***** Source material *****
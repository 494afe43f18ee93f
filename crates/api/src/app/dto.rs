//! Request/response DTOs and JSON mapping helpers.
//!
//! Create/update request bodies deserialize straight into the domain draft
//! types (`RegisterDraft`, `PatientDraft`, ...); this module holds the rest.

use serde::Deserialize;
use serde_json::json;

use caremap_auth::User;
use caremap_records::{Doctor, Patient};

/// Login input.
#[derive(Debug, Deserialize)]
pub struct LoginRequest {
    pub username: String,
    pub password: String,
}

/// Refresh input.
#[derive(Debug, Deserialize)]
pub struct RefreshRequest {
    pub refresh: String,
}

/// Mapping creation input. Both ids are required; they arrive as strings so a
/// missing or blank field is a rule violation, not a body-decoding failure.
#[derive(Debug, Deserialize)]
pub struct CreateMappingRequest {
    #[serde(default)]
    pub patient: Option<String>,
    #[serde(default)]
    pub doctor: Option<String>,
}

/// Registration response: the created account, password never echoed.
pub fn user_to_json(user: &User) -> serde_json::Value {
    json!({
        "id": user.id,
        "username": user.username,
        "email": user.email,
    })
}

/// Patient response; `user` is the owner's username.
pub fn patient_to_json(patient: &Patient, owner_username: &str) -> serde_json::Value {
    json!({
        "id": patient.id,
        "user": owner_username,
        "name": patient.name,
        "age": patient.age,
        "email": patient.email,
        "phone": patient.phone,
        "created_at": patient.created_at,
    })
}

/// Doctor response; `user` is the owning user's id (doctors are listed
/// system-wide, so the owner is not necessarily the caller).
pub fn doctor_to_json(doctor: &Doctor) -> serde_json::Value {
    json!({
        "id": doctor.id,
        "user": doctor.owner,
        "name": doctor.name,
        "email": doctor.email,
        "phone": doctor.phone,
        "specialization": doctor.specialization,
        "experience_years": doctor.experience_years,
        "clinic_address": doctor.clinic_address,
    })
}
*****
***** Source material *****
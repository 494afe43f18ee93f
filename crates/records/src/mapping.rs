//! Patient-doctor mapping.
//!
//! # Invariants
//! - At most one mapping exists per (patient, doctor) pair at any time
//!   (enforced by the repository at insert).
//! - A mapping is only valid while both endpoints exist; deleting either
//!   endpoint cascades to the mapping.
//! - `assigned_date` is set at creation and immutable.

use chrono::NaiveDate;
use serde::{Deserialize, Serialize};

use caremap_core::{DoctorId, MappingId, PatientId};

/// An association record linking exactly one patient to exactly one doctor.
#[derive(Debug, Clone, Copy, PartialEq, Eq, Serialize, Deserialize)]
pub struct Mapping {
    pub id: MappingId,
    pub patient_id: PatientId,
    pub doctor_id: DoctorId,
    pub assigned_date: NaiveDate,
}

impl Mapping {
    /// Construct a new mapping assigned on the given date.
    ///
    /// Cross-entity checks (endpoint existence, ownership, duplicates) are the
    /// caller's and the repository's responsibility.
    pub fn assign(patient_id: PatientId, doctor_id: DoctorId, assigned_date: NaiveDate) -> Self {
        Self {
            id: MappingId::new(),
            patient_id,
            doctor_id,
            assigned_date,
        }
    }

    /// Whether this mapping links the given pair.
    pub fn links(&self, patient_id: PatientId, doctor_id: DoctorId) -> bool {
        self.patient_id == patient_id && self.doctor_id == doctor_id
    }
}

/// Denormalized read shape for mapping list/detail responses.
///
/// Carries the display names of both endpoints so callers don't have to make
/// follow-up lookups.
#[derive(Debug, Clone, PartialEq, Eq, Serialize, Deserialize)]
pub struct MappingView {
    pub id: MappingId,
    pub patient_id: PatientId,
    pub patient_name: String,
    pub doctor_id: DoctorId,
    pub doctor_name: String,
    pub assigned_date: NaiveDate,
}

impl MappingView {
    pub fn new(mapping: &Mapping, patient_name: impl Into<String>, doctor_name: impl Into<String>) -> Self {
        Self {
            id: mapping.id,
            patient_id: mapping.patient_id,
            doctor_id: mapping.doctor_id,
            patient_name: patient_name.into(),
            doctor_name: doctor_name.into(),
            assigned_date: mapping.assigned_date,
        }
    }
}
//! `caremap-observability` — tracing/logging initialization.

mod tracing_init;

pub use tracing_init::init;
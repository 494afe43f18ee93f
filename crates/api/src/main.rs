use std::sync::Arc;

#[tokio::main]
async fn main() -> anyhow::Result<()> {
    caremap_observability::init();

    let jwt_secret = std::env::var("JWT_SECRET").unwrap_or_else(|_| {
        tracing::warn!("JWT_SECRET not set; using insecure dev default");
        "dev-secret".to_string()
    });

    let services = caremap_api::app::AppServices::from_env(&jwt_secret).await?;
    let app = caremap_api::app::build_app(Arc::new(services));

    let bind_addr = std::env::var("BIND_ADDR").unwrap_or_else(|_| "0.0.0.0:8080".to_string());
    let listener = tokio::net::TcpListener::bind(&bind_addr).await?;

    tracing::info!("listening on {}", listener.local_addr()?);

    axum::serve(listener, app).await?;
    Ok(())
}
*****
***** Source material *****
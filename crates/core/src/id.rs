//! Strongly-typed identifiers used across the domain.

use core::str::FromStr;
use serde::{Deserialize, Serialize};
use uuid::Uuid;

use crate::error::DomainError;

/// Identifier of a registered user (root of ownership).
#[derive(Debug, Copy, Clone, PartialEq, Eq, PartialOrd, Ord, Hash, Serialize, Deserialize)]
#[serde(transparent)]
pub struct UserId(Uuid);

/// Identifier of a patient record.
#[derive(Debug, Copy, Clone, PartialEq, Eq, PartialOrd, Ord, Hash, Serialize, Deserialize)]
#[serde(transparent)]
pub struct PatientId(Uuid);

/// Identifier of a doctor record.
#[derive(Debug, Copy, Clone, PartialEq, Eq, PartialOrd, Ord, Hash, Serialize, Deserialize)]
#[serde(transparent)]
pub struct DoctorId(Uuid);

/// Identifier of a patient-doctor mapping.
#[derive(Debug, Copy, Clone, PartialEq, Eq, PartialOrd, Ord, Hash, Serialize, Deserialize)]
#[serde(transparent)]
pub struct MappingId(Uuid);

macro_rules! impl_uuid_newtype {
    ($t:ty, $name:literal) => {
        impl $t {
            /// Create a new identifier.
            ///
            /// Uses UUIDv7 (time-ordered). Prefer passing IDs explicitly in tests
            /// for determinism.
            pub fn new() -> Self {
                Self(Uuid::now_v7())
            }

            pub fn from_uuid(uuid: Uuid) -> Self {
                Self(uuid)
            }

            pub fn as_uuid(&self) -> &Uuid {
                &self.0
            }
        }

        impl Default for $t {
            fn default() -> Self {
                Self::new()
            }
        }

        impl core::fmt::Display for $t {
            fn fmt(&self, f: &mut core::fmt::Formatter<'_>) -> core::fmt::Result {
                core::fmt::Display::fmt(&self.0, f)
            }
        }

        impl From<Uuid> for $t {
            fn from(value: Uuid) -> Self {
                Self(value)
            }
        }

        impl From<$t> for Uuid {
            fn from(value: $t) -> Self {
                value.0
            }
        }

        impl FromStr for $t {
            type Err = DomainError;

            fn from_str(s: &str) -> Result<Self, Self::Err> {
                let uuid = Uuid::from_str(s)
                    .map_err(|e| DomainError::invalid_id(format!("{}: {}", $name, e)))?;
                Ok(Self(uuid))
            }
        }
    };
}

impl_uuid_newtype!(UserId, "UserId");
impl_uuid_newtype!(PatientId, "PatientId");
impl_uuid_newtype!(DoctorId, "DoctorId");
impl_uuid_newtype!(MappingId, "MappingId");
*****
Provide the count of lines in the records above that hold the word "UserId", with no other text.

2